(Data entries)
───

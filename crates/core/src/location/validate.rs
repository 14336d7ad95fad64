use super::{LocationError, check_location};
use crate::transport::MethodRegistry;

/// Outcome of [`validate_location`].
pub type ValidationResult = Result<(), LocationError>;

/// Checks a location string, reporting common mistakes before grammar errors.
///
/// Cheap structural checks run first so that typical input errors get a
/// specific diagnostic: empty text, trailing whitespace, a missing `:method:`
/// prefix, and empty user, host or path segments. Text that passes is then run
/// through the full parser.
pub fn validate_location(text: &str, methods: &MethodRegistry) -> ValidationResult {
    if text.is_empty() {
        return Err(LocationError::Empty);
    }
    if text.ends_with([' ', '\t']) {
        return Err(LocationError::TrailingWhitespace);
    }
    let Some(second_colon) = text
        .strip_prefix(':')
        .and_then(|rest| rest.find(':'))
        .map(|index| index + 1)
    else {
        return Err(LocationError::MissingLeadingColon);
    };

    let after_method = second_colon + 1;
    let host_start = match text[after_method..].find('@') {
        Some(at) => {
            if at == 0 {
                return Err(LocationError::IncompleteLocation);
            }
            after_method + at + 1
        }
        None => after_method,
    };
    let Some(colon) = text[host_start..].find(':').map(|index| host_start + index) else {
        return Err(LocationError::IncompleteLocation);
    };
    if colon == host_start || colon + 1 == text.len() {
        return Err(LocationError::IncompleteLocation);
    }

    check_location(text, methods)
}

#[cfg(test)]
mod tests {
    use super::*;
    use crate::location::ParsePhase;

    fn validate(text: &str) -> ValidationResult {
        validate_location(text, &MethodRegistry::default())
    }

    #[test]
    fn accepts_well_formed_locations() {
        assert_eq!(validate(":pserver:anonymous@cvs.example.org:/cvsroot"), Ok(()));
        assert_eq!(validate(":ext:host#22:/var/cvs"), Ok(()));
    }

    #[test]
    fn structural_checks_run_first() {
        assert_eq!(validate(""), Err(LocationError::Empty));
        assert_eq!(
            validate(":pserver:host:/cvs "),
            Err(LocationError::TrailingWhitespace)
        );
        assert_eq!(
            validate(":pserver:host:/cvs\t"),
            Err(LocationError::TrailingWhitespace)
        );
        assert_eq!(
            validate("pserver:host:/cvs"),
            Err(LocationError::MissingLeadingColon)
        );
        assert_eq!(validate(":pserver"), Err(LocationError::MissingLeadingColon));
    }

    #[test]
    fn empty_segments_are_incomplete() {
        assert_eq!(
            validate(":pserver:@host:/cvs"),
            Err(LocationError::IncompleteLocation)
        );
        assert_eq!(
            validate(":pserver:bob@:/cvs"),
            Err(LocationError::IncompleteLocation)
        );
        assert_eq!(
            validate(":pserver:host:"),
            Err(LocationError::IncompleteLocation)
        );
        assert_eq!(
            validate(":pserver:host"),
            Err(LocationError::IncompleteLocation)
        );
    }

    #[test]
    fn grammar_errors_come_from_the_parser() {
        assert_eq!(
            validate(":pserver:host#port:/cvs").unwrap_err().phase(),
            Some(ParsePhase::Port)
        );
        assert!(matches!(
            validate(":kserver:host:/cvs"),
            Err(LocationError::UnknownMethod { .. })
        ));
    }
}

───

◆ **About this task**: Among the records, find every line with the word "Some" and copy it.

◆ **Your solution**:
    let Some(second_colon) = text
        Some(at) => {
    let Some(colon) = text[host_start..].find(':').map(|index| host_start + index) else {
            Some(ParsePhase::Port)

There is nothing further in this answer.